Investors should be braced for a volatile summer, says Royal London’s Trevor Greetham, but there are pockets within equities that can offer some shelter.

Fishing for business in the summer volatility waves
2 minutes

Another year, another unpredictable summer, and with the ongoing Greece situation and Chinese A-share downturn serving as this year’s antagonists, it appears that 2015 will be no better than the years that preceded it.

While equity markets have averaged an annual return of 10% since 1973, between May and September this figure is almost zero.

However, there are exceptions to the rule, and as the traditionally fragile summer market chugs through the ‘silly season’, Greetham, RLAM’s head of multi-asset, and Ian Kernohan, senior economist at the firm, believe that there could be some opportunities out there.

Summer of sixes and nines

“Summer trading volumes are thin and the market is often caught in a volatile sideways trading range,” they said.

“Among the many rules of thumb in the investment world the one which stands up best to scrutiny is ‘Sell in May and go away, don’t come back till St. Leger Day’ (in September).

“But in six summers out of 10 the market goes up, and there have been some spectacularly good instances, such as 2003 and 2009. With depressed investor sentiment and a positive economic backdrop, we are buying the dips.”

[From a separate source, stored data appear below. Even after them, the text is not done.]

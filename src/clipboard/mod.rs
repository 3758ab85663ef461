//! Clipboard File Transfer Module
//!
//! MS-RDPECLIP file transfer in both directions: announcing local files to
//! the peer and serving their contents (S2C), and exposing peer files on a
//! FUSE transfer mount whose reads are fetched on demand (C2S).
//!
//! # Architecture
//!
//! - [`filename`] - percent-decoding and UTF-16 filename field transcoding
//! - [`pdu`] - FormatDataResponse / FileContentsRequest / FileContentsResponse codec
//! - [`registry`] - local files offered to the peer, by list index
//! - [`descriptors`] - peer file list to transfer mount entries and URI list
//! - [`transfer`] - single-outstanding-request state machine and responder
//! - [`session`] - per-channel context and PDU dispatch
//! - [`fuse`] - FUSE implementation of the transfer mount
//!
//! # Data Flow
//!
//! ```text
//! Local paste (text/uri-list)
//!   └─> FileRegistry ──> FormatDataResponse(N x FILEDESCRIPTOR) ──> Peer
//! Peer FileContentsRequest(lindex) ──> registry lookup ──> FileContentsResponse
//!
//! Peer FormatDataResponse
//!   └─> DescriptorListBuilder ──> FuseTransferMount entries + URI list
//! Local read() ──> MountRequest ──> FileContentsRequest ──> Peer
//! Peer FileContentsResponse ──> TransferStateMachine ──> read() returns
//! ```

pub mod backend;
pub mod cursor;
pub mod descriptors;
pub mod error;
pub mod filename;
pub mod fuse;
pub mod pdu;
pub mod registry;
pub mod session;
pub mod transfer;

pub use backend::{ChannelData, ChannelTransport, TransferFs};
pub use descriptors::{DescriptorListBuilder, IngestSummary, RemoteFileIndex, UriListBuffer};
pub use error::{classify_error, ClipboardError, ErrorType, Result};
pub use fuse::{FuseTransferMount, MountRequest};
pub use registry::{FileEntry, FileRegistry};
pub use session::FileTransferSession;
pub use transfer::{TransferState, TransferStateMachine};
//! Configuration management
//!
//! Loads and validates the TOML configuration of the file transfer engine:
//!
//! ```toml
//! [transfer]
//! uri_prefix = "file://"
//! uri_list_capacity = 8192
//! max_range_bytes = 16777216
//!
//! [logging]
//! level = "debug"
//! format = "json"
//! ```

use anyhow::{Context, Result};
use serde::{Deserialize, Serialize};
use std::path::{Path, PathBuf};

pub mod types;

pub use types::{LogFormat, LoggingConfig, TransferConfig};

use crate::clipboard::pdu::FILE_LIST_MAX_ITEMS;

/// Directory name of the transfer mount under the runtime dir
const MOUNT_DIR_NAME: &str = "lamco-clipboard-fuse";

/// Main configuration structure
#[derive(Debug, Clone, Default, PartialEq, Eq, Serialize, Deserialize)]
#[serde(default)]
pub struct Config {
    /// File transfer configuration
    pub transfer: TransferConfig,
    /// Logging configuration
    pub logging: LoggingConfig,
}

impl Config {
    /// Load configuration from file
    pub fn load(path: impl AsRef<Path>) -> Result<Self> {
        let path = path.as_ref();
        let content = std::fs::read_to_string(path)
            .with_context(|| format!("Failed to read config file: {}", path.display()))?;

        let config: Config = toml::from_str(&content).context("Failed to parse config file")?;

        config.validate()?;
        Ok(config)
    }

    /// Validate configuration
    pub fn validate(&self) -> Result<()> {
        if self.transfer.uri_list_capacity == 0 {
            anyhow::bail!("uri_list_capacity must be greater than 0");
        }

        if self.transfer.max_file_count > FILE_LIST_MAX_ITEMS {
            anyhow::bail!(
                "max_file_count ({}) cannot exceed {}",
                self.transfer.max_file_count,
                FILE_LIST_MAX_ITEMS
            );
        }

        if self.transfer.max_range_bytes == 0 {
            anyhow::bail!("max_range_bytes must be greater than 0");
        }

        if let Some(mount_point) = &self.transfer.mount_point {
            if !mount_point.is_absolute() {
                anyhow::bail!("mount_point must be absolute: {:?}", mount_point);
            }
        }

        match self.logging.level.to_lowercase().as_str() {
            "trace" | "debug" | "info" | "warn" | "error" => {}
            _ => anyhow::bail!("Invalid log level: {}", self.logging.level),
        }

        Ok(())
    }
}

impl TransferConfig {
    /// Configured mount point, or the per-user default
    pub fn resolved_mount_point(&self) -> PathBuf {
        self.mount_point.clone().unwrap_or_else(default_mount_point)
    }
}

/// Default transfer mount: `$XDG_RUNTIME_DIR/lamco-clipboard-fuse`
pub fn default_mount_point() -> PathBuf {
    // SAFETY: getuid has no preconditions and cannot fail
    let uid = unsafe { libc::getuid() };
    let runtime_dir =
        std::env::var("XDG_RUNTIME_DIR").unwrap_or_else(|_| format!("/run/user/{}", uid));

    PathBuf::from(runtime_dir).join(MOUNT_DIR_NAME)
}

One of the main catalysts for these ‘dips’, say RLAM, has been the threat of a Greek exit from the euro, which, while it should provide further short-term uncertainty, is unlikely to pose any long-term problems.

“Greece’s standoff with its creditors has reached fever pitch, but there seems to be little contagion to other peripheral bond markets,” they expanded.

“Greek 10-year yields are near 20% while the average spread of France, Spain and Italy over Germany is still only about 1.2%. Thinking globally, it is hard to see problems in a country making up one percent of European Union GDP having a lasting impact.”

“One of the main catalysts for these ‘dips’, say RLAM, has been the threat of a Greek exit from the euro, which, while it should provide further short-term uncertainty, is unlikely to pose any long-term problems.

“Volatility is usually higher in thin summer trading and investor sentiment is already depressed. Longer term, these ‘panic’ events often turn out to be excellent buying opportunities for equities, even if it feels very tough to do so at the time.”

It is a view shared by James Hambro & Partners, who are sanguine on Europe’s ability to continue its recovery in spite of the Greece issue and positive on global equities in general, as illustrated by the firm’s portfolio overweight to international equities.